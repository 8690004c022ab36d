//! Build guide example: decode a BOM and lay out its parts on a breadboard.

use pedalpath::prelude::*;
use pedalpath::{decode_bom, dip_footprint, hole_to_coordinates};
use std::path::Path;

fn main() -> Result<(), Box<dyn std::error::Error>> {
    let path = std::env::args()
        .nth(1)
        .unwrap_or_else(|| "tests/fixtures/fuzz_face_bom.json".to_string());
    let path = Path::new(&path);

    if !path.exists() {
        eprintln!("File not found: {}", path.display());
        eprintln!("Usage: cargo run --example build_guide [path/to/bom.json]");
        std::process::exit(1);
    }

    let entries: Vec<BomEntry> = serde_json::from_str(&std::fs::read_to_string(path)?)?;
    let options = DecodeOptions::default();
    let layout = options.breadboard()?;
    let report = decode_bom(&entries, &options);

    println!("Parts list for: {}", path.display());
    for line in &report.lines {
        match (&line.component, &line.error) {
            (Some(component), _) => {
                let mark = if component.is_orientation_sensitive() { " (!)" } else { "" };
                println!("  {:<6} x{} {}{}", line.reference, line.quantity, component.summary(), mark);
                for hint in &line.notes.hints {
                    println!("           {}", hint);
                }
            }
            (None, Some(error)) => println!("  {:<6} ?? {} ({})", line.reference, line.input, error),
            (None, None) => {}
        }
    }

    // ICs go across the channel, left to right with two free columns between
    let mut column = 3;
    println!("\nIC placement on {}:", layout.name);
    for component in report.components() {
        if let Component::Ic(spec) = component {
            let placements = dip_footprint(layout, column, spec.pin_count)?;
            for placement in &placements {
                let point = hole_to_coordinates(&placement.hole, layout)?;
                let name = spec.pin(placement.pin).map(|p| p.name.as_str()).unwrap_or("");
                println!(
                    "  {} pin {:>2} {:<8} {:>4}  ({:.2}, {:.2}) mm",
                    spec.part_number,
                    placement.pin,
                    name,
                    placement.hole.to_string(),
                    point.x,
                    point.y
                );
            }
            column += u32::from(spec.pin_count / 2) + 2;
        }
    }

    println!(
        "\n{} decoded, {} failed, {} orientation-sensitive",
        report.stats.decoded, report.stats.failed, report.stats.orientation_sensitive
    );
    Ok(())
}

=-=-=

Your objective: Return each line of the data above that includes the word "None".

Written solution:
            (None, Some(error)) => println!("  {:<6} ?? {} ({})", line.reference, line.input, error),
            (None, None) => {}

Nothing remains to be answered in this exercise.